Mystery of the Flying Express
- Original edition
- Author: Franklin W. Dixon
- Illustrator: Paul Luane
- Language: English
- Series: Hardy Boys
- Genre: Detective, mystery
- Publisher: Grosset & Dunlap
- Publication date: January 1, 1941
- Publication place: United States
- Media type: Print (hardback & paperback)
- Pages: 192 pp
- Preceded by: The Disappearing Floor
- Followed by: The Clue of the Broken Blade

= The Mystery of the Flying Express =

Book by Franklin W. Dixon

The Mystery of the Flying Express is the twentieth volume in the original The Hardy Boys series of mystery books for children and teens published by Grosset & Dunlap.

This book was written for the Stratemeyer Syndicate by John Button in 1941. Between 1959 and 1973 the first 38 volumes of this series were systematically revised as part of a project directed by Harriet Adams, Edward Stratemeyer's daughter. The original version of this book was rewritten in 1970 by Vincent Buranelli and retitled to Mystery of the Flying Express.

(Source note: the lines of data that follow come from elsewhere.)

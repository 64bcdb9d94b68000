mod support;

use chat_provider::ProviderError;
use ollama_chat::{
    AuthError, AuthGate, AuthState, ChatController, ConversationStore, KeyValueMedium,
    MemoryMedium, TurnError, TurnOutcome, CREDENTIAL_KEY,
};
use support::{ObservedCall, ScriptedProvider};

fn credential_of(call: &ObservedCall) -> Option<&str> {
    match call {
        ObservedCall::Chat { credential, .. } | ObservedCall::ListModels { credential } => {
            credential.as_deref()
        }
        ObservedCall::AuthRequired => None,
    }
}

#[tokio::test]
async fn open_backend_needs_no_prompt_and_attaches_no_credential() {
    let provider = ScriptedProvider::new();
    provider.push_auth(Ok(false));
    provider.push_reply("hi");
    provider.push_chat(Err(ProviderError::Transport("no title".to_string())));

    let (store, _) = ConversationStore::open(MemoryMedium::new());
    let mut auth = AuthGate::new(MemoryMedium::new());
    assert_eq!(auth.detect(&provider).await, AuthState::Open);
    assert_eq!(auth.credential(), None);

    let mut controller = ChatController::new(store, auth, "llama3");
    controller
        .send(&provider, "hello")
        .await
        .expect("send should be accepted");

    for call in provider.calls() {
        assert_eq!(credential_of(&call), None, "no call may carry a credential");
    }
}

#[tokio::test]
async fn detection_failure_fails_closed() {
    let provider = ScriptedProvider::new();
    provider.push_auth(Err(ProviderError::Transport("connection refused".to_string())));

    let mut auth = AuthGate::new(MemoryMedium::new());
    assert_eq!(auth.detect(&provider).await, AuthState::AwaitingCredential);
    assert!(!auth.allows_session_ops());

    let (store, _) = ConversationStore::open(MemoryMedium::new());
    let mut controller = ChatController::new(store, auth, "llama3");
    assert!(matches!(
        controller.begin_turn("hello"),
        Err(TurnError::AuthRequired)
    ));
}

#[tokio::test]
async fn stored_credential_validates_silently_and_is_attached() {
    let provider = ScriptedProvider::new();
    provider.push_auth(Ok(true));
    provider.push_models(Ok(vec!["llama3".to_string()]));
    provider.push_reply("hi");
    provider.push_chat(Err(ProviderError::Transport("no title".to_string())));

    let medium = MemoryMedium::new().with_value(CREDENTIAL_KEY, "stored-token");
    let mut auth = AuthGate::new(medium);
    assert_eq!(auth.detect(&provider).await, AuthState::Unlocked);
    assert_eq!(auth.credential(), Some("stored-token"));

    let (store, _) = ConversationStore::open(MemoryMedium::new());
    let mut controller = ChatController::new(store, auth, "llama3");
    controller
        .send(&provider, "hello")
        .await
        .expect("send should be accepted");

    let chat_calls = provider.chat_calls();
    assert_eq!(chat_calls.len(), 2, "turn and title upgrade");
    assert!(chat_calls
        .iter()
        .all(|call| credential_of(call) == Some("stored-token")));
}

#[tokio::test]
async fn failed_silent_validation_discards_the_stored_credential() {
    let provider = ScriptedProvider::new();
    provider.push_auth(Ok(true));
    provider.push_models(Err(ProviderError::CredentialRejected("expired".to_string())));

    let medium = MemoryMedium::new().with_value(CREDENTIAL_KEY, "stale-token");
    let mut auth = AuthGate::new(medium);

    assert_eq!(auth.detect(&provider).await, AuthState::AwaitingCredential);
    assert_eq!(auth.credential(), None);
    assert!(!auth.medium().contains(CREDENTIAL_KEY));
}

#[tokio::test]
async fn empty_candidate_is_rejected_without_a_network_call() {
    let provider = ScriptedProvider::new();
    provider.push_auth(Ok(true));

    let mut auth = AuthGate::new(MemoryMedium::new());
    auth.detect(&provider).await;
    let calls_after_detection = provider.network_call_count();

    assert_eq!(
        auth.submit_credential(&provider, "   ").await,
        Err(AuthError::EmptyCredential)
    );
    assert_eq!(auth.state(), AuthState::AwaitingCredential);
    assert_eq!(provider.network_call_count(), calls_after_detection);
}

#[tokio::test]
async fn rejected_candidate_is_not_stored() {
    let provider = ScriptedProvider::new();
    provider.push_auth(Ok(true));
    provider.push_models(Err(ProviderError::CredentialRejected("bad token".to_string())));

    let mut auth = AuthGate::new(MemoryMedium::new());
    auth.detect(&provider).await;

    let error = auth
        .submit_credential(&provider, "wrong")
        .await
        .expect_err("rejected candidate should fail");
    assert!(matches!(error, AuthError::InvalidCredential(_)));
    assert_eq!(auth.state(), AuthState::AwaitingCredential);
    assert!(!auth.medium().contains(CREDENTIAL_KEY));
}

#[tokio::test]
async fn probe_transport_failure_keeps_awaiting_without_storing() {
    let provider = ScriptedProvider::new();
    provider.push_auth(Ok(true));
    provider.push_models(Err(ProviderError::Transport("connection reset".to_string())));

    let mut auth = AuthGate::new(MemoryMedium::new());
    auth.detect(&provider).await;

    let error = auth
        .submit_credential(&provider, "maybe-valid")
        .await
        .expect_err("probe failure should surface");
    assert!(matches!(error, AuthError::Probe(_)));
    assert_eq!(auth.state(), AuthState::AwaitingCredential);
    assert!(!auth.medium().contains(CREDENTIAL_KEY));
}

#[tokio::test]
async fn accepted_candidate_is_stored_durably_and_unlocks() {
    let provider = ScriptedProvider::new();
    provider.push_auth(Ok(true));
    provider.push_models(Ok(vec!["llama3".to_string()]));

    let mut auth = AuthGate::new(MemoryMedium::new());
    auth.detect(&provider).await;

    auth.submit_credential(&provider, "  fresh-token ")
        .await
        .expect("valid candidate should unlock");
    assert_eq!(auth.state(), AuthState::Unlocked);
    assert_eq!(auth.credential(), Some("fresh-token"));
    assert_eq!(
        auth.medium()
            .get(CREDENTIAL_KEY)
            .expect("slot should be readable")
            .as_deref(),
        Some("fresh-token")
    );
}

#[tokio::test]
async fn midsession_rejection_discards_the_credential_exactly_once() {
    let provider = ScriptedProvider::new();
    provider.push_auth(Ok(true));
    provider.push_models(Ok(vec!["llama3".to_string()]));
    provider.push_chat(Err(ProviderError::CredentialRejected(
        "token revoked".to_string(),
    )));

    let medium = MemoryMedium::new().with_value(CREDENTIAL_KEY, "soon-stale");
    let mut auth = AuthGate::new(medium);
    assert_eq!(auth.detect(&provider).await, AuthState::Unlocked);

    let (store, _) = ConversationStore::open(MemoryMedium::new());
    let mut controller = ChatController::new(store, auth, "llama3");
    let outcome = controller
        .send(&provider, "hello")
        .await
        .expect("send should be accepted");

    assert_eq!(outcome, TurnOutcome::SessionExpired);
    assert!(!controller.is_busy());
    assert_eq!(controller.auth().state(), AuthState::AwaitingCredential);
    assert!(!controller.auth().medium().contains(CREDENTIAL_KEY));

    // Already discarded; a second rejection report is a no-op.
    assert!(!controller.auth_mut().on_credential_rejected());

    // Further sends are blocked until a new credential is collected.
    assert!(matches!(
        controller.begin_turn("again"),
        Err(TurnError::AuthRequired)
    ));
}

Because of Dr. John Button's death in 1967, The Mystery Of The Flying Express (1941) entered the Canadian Public Domain on January 1, 2017.

==Plot==

===Revised edition===
After the new hydrofoil they are guarding, the Flying Express, is stolen, the Hardy Boys face frequent danger in solving a mystery involving criminals who operate by signs of the zodiac. Eventually they are kidnapped and taken to the Flying Express, but Chet manages to escape and uses their car's emergency light to alert the Coast Guard at which point the boys foul the hydrofoil's propellers and stop the ship.

===Original edition===
The Hardy boys help their father locate a foreign spy camp hidden somewhere in the western United States. In the original edition, the Flying Express is a daily passenger train used by the spies to send secret messages.